Comments below build on a previous discussion that arose from more than thirty consecutive summers, spent at the same location in northwest Iowa, observing the wind speed and direction at ground level, and sensing the temperature and humidity [1]. A wind out of the north is cold and dry; out of the south it is warm and humid. Most of the time the wind direction alternates between being out of the north to being out of the south and back again, which is an amazing fact. One consequence is that a net northward transport of heat is taking place at that location, whether or not there exists any understanding of the physical mechanism causing it to happen. Such a northward heat transport by the air in the middle of a large land mass is consistent with the theoretical requirement for maintaining the Earth’s heat budget because the oceans are too far away to help. Only the air can do this job inside a continent.

Thirty years of observations may seem sufficient, but a single location could reasonably be questioned. Therefore, consider a different widening geographical approach which simultaneously is an extension of the time frame well past 30 years. Pick a latitude within the US, between Texas and North Dakota, and move eastward from the Rocky Mountains during the growing season. Whether the vegetation seen is farmed (corn, beans, sun flowers) or natural (grass, bushes, trees) it steadily increases in size, density and greenery to the extent that in Iowa irrigation of farms, for example, is no longer needed since enough rain usually falls there.

Rain typically develops when cool dry air interacts with warm humid air. What the east/west vegetation transects are implying is that integrated over time the amount of rain during the growing season monotonically increases from the mountains to the east. Given that the cool dry air going south and the warm humid air going north are not steady state flows, but take place in pulses of variable duration and width, the existing vegetation picture also implies that the frequency with which warm humid air and cold dry air collide increases eastward from the Rockies. In a strip of almost arid land adjacent and east of the Rockies there is either no wind or a cool dry wind going south. Very rarely does a warm humid wind penetrate into this region. On the other hand, in northwest Iowa a south wind occurs about as often as a north wind does. In between, going west, there must be fewer times when a wind out of the south happens on the average.

2. Qualitative Modeling

As is well known, excess solar (short wave) radiation is absorbed by the atmosphere at low latitudes, and at high latitudes there is a deficit of absorbed solar radiation. Long wave radiation exiting the atmosphere is nearly independent of latitude. Therefore, a northward transport of heat is required to occur in the Northern Hemisphere. One of the strengths of the heat budget requirement is its generality. Many different configurations of fluid flows can accomplish the goal. A variable circulation is the result, which is particularly true of the mid-west weather in summer. For that reason the following discussion of modeling has to be qualitative, even though very many weather stations have been collecting enormous amounts of meteorological data over many years.

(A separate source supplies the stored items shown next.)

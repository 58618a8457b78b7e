//! Log records and severity levels.

use chrono::{DateTime, Utc};
use serde::{Deserialize, Serialize};
use std::fmt;
use std::str::FromStr;
use uuid::Uuid;

/// Unique identifier for a log record.
/// Uses UUID v7 which embeds a timestamp for natural ordering.
#[derive(Debug, Clone, Copy, PartialEq, Eq, Hash, Serialize, Deserialize)]
#[serde(transparent)]
pub struct RecordId(Uuid);

impl RecordId {
    /// Creates a new record ID with the current timestamp.
    #[must_use]
    pub fn new() -> Self {
        Self(Uuid::now_v7())
    }

    /// Returns the underlying UUID.
    #[must_use]
    pub const fn as_uuid(&self) -> Uuid {
        self.0
    }
}

impl Default for RecordId {
    fn default() -> Self {
        Self::new()
    }
}

impl fmt::Display for RecordId {
    fn fmt(&self, f: &mut fmt::Formatter<'_>) -> fmt::Result {
        write!(f, "{}", self.0)
    }
}

impl FromStr for RecordId {
    type Err = uuid::Error;

    fn from_str(s: &str) -> Result<Self, Self::Err> {
        Ok(Self(Uuid::parse_str(s)?))
    }
}

/// Severity of a log record.
#[derive(Debug, Clone, Copy, PartialEq, Eq, PartialOrd, Ord, Hash, Serialize, Deserialize)]
#[serde(rename_all = "snake_case")]
pub enum LogLevel {
    Debug,
    Info,
    Warning,
    Error,
}

impl LogLevel {
    /// Fixed-case label used in exported log text.
    #[must_use]
    pub const fn label(&self) -> &'static str {
        match self {
            LogLevel::Debug => "DEBUG",
            LogLevel::Info => "INFO",
            LogLevel::Warning => "WARNING",
            LogLevel::Error => "ERROR",
        }
    }
}

impl fmt::Display for LogLevel {
    fn fmt(&self, f: &mut fmt::Formatter<'_>) -> fmt::Result {
        f.write_str(self.label())
    }
}

/// One record in the application log buffer.
///
/// Records are immutable once appended. `detail` carries an attached stack
/// trace or error chain when the producer had one.
#[derive(Debug, Clone, PartialEq, Eq, Serialize, Deserialize)]
pub struct LogRecord {
    pub id: RecordId,
    pub timestamp: DateTime<Utc>,
    pub level: LogLevel,
    pub message: String,
    #[serde(default, skip_serializing_if = "Option::is_none")]
    pub detail: Option<String>,
}

impl LogRecord {
    /// Creates a record stamped with the current time.
    #[must_use]
    pub fn new(level: LogLevel, message: impl Into<String>) -> Self {
        Self {
            id: RecordId::new(),
            timestamp: Utc::now(),
            level,
            message: message.into(),
            detail: None,
        }
    }

    /// Creates a debug record.
    #[must_use]
    pub fn debug(message: impl Into<String>) -> Self {
        Self::new(LogLevel::Debug, message)
    }

    /// Creates an info record.
    #[must_use]
    pub fn info(message: impl Into<String>) -> Self {
        Self::new(LogLevel::Info, message)
    }

    /// Creates a warning record.
    #[must_use]
    pub fn warning(message: impl Into<String>) -> Self {
        Self::new(LogLevel::Warning, message)
    }

    /// Creates an error record.
    #[must_use]
    pub fn error(message: impl Into<String>) -> Self {
        Self::new(LogLevel::Error, message)
    }

    /// Attaches stack or exception detail.
    #[must_use]
    pub fn with_detail(mut self, detail: impl Into<String>) -> Self {
        self.detail = Some(detail.into());
        self
    }

    /// Sets an explicit timestamp (for replay or tests).
    #[must_use]
    pub fn with_timestamp(mut self, timestamp: DateTime<Utc>) -> Self {
        self.timestamp = timestamp;
        self
    }
}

Consider a burst of cold dry air moving south across the Canadian border somewhere into the mid-west. It does so because of an unstable situation set up by the sun: warm air at low latitudes and colder air at high latitudes at the same elevation (ground level). East/west band width, longitude, speed and duration of the outburst are variables which are not given. They are not predicted well at all by weather experts. However, conservation of mass dictates that an equal amount of warm air must head north somewhere else at the same time. Experience leads to the idea that the northward warm air usually does not flow on top of the cold air going south in a two-layer configuration, as will be explained more below. When cold air going south runs into warm air, being denser it will push the warm air aside out of the way.

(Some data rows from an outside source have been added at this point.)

//! View model for the log console window.

use crate::build_info::BuildInfo;
use crate::host::{BrowserOpener, Clipboard, DialogService};
use crate::record::LogRecord;
use crate::report::{details_block, IssueReport};
use crate::sink::{LogObserver, LogSink};
use crate::view::LogEntryView;
use crate::ConsoleResult;
use chrono::Utc;
use std::sync::{Arc, Mutex};
use tracing::debug;

/// Platform line separator used when joining log messages for export.
#[cfg(windows)]
pub const LINE_SEPARATOR: &str = "\r\n";
/// Platform line separator used when joining log messages for export.
#[cfg(not(windows))]
pub const LINE_SEPARATOR: &str = "\n";

/// Live mirror of the sink as presentation entries.
struct Mirror {
    entries: Mutex<Vec<LogEntryView>>,
}

impl LogObserver for Mirror {
    fn appended(&self, record: &LogRecord) {
        self.entries.lock().unwrap().push(LogEntryView::new(record));
    }
}

/// View model for the log console.
///
/// Holds an order-preserving, 1:1 mirror of the [`LogSink`] (one
/// [`LogEntryView`] per appended record, updated synchronously within the
/// sink's notification pass) and the console's two commands: copying the
/// log to the clipboard and opening a pre-filled issue on the tracker.
///
/// Both commands are single-shot and stateless between calls. Failures
/// from the host surfaces are returned as
/// [`ConsoleError`](crate::ConsoleError); the shipped policy is for the
/// caller to log them and move on.
pub struct ConsoleModel {
    mirror: Arc<Mirror>,
    clipboard: Arc<dyn Clipboard>,
    dialogs: Arc<dyn DialogService>,
    browser: Arc<dyn BrowserOpener>,
    build_info: BuildInfo,
}

impl ConsoleModel {
    /// Attaches a new console model to the sink.
    ///
    /// Entries appended before construction are picked up; entries appended
    /// afterwards arrive through the observer subscription.
    pub fn new(
        sink: &LogSink,
        clipboard: Arc<dyn Clipboard>,
        dialogs: Arc<dyn DialogService>,
        browser: Arc<dyn BrowserOpener>,
        build_info: BuildInfo,
    ) -> Self {
        let mirror = Arc::new(Mirror {
            entries: Mutex::new(Vec::new()),
        });
        let existing = sink.attach(mirror.clone());

        // Records appended between attach and this point have already been
        // delivered to the tail; the seed belongs in front of them.
        let seed: Vec<LogEntryView> = existing.iter().map(LogEntryView::new).collect();
        mirror.entries.lock().unwrap().splice(0..0, seed);

        Self {
            mirror,
            clipboard,
            dialogs,
            browser,
            build_info,
        }
    }

    /// Current console entries, in append order.
    #[must_use]
    pub fn messages(&self) -> Vec<LogEntryView> {
        self.mirror.entries.lock().unwrap().clone()
    }

    fn joined(entries: &[LogEntryView]) -> String {
        entries
            .iter()
            .map(LogEntryView::detailed_text)
            .collect::<Vec<_>>()
            .join(LINE_SEPARATOR)
    }

    /// Copies the whole log to the system clipboard.
    pub fn copy_log(&self) -> ConsoleResult<()> {
        self.copy_log_selection(&self.messages())
    }

    /// Copies the given entries to the clipboard, in the given order.
    ///
    /// An empty selection is a no-op: no clipboard write, no notification.
    pub fn copy_log_selection(&self, entries: &[LogEntryView]) -> ConsoleResult<()> {
        if entries.is_empty() {
            return Ok(());
        }
        self.clipboard.set_contents(&Self::joined(entries))?;
        debug!("copied {} log entries to clipboard", entries.len());
        self.dialogs.notify("Log copied to clipboard.");
        Ok(())
    }

    /// Opens a pre-filled issue on the tracker and copies the log details
    /// to the clipboard.
    ///
    /// If the browser launch fails, every remaining side effect is skipped
    /// and the error is returned. Once the launch succeeded there is no
    /// cancellation: notification, dialog, and the clipboard write (which
    /// overwrites whatever [`copy_log`](Self::copy_log) last placed there)
    /// all proceed.
    pub fn report_issue(&self) -> ConsoleResult<()> {
        let report = IssueReport::new(&self.build_info, Utc::now());
        self.browser.open_url(report.url())?;
        debug!("opened issue tracker at {}", report.url());

        self.dialogs.notify("Issue on GitHub successfully reported.");
        self.dialogs.show_information(
            "Issue report successful",
            "Your issue was reported in your browser.\n\
             The log and exception information was copied to your clipboard. \
             Please paste this information (with Ctrl+V) in the issue description.",
        );

        self.clipboard
            .set_contents(&details_block(&Self::joined(&self.messages())))?;
        Ok(())
    }
}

In addition, the time of day that the cold air starts south is not bound by any rules, in contrast to what has been found in the air over the North Pacific [2] since and including the discovery by a Japanese scientist in the 1950s [3]. At a fixed location at sea level off Japan the expected noon maximum in air temperature was found to be split in two by a shallow minimum in a mean over three years of data at two weather ships. Then weather data from a 35-day oceanographic cruise in March/April of 1976 found the same thing, but even more marked, while crossing the whole ocean along 35 N. Not on every day but enough times that the average of all measurements taken on the cruise showed the noon minimum (please see figure 1 of Ref. [2] ), a cold dry wind went south at noon when this happened. Very likely this is an example of atmospheric heat balance taking place over the open ocean, which comes close to having a regularity about it. On the other hand, from three years of data obtained at the closest weather station in northwest Iowa I searched but could not find any noon minimum in those air temperatures.

Because the instability that drives the cold dry air south is oriented north/south, the burst coming across the Canadian border will probably be nearly straight south to begin with. But any movement of air relative to the earth’s surface will experience the Coriolis force acting at right angles to the flow, and in the northern hemisphere that will be to the right or west in this case. Supposing there is no force opposing the Coriolis force, then that is what will happen: the burst of cold dry air will migrate west toward the Rockies.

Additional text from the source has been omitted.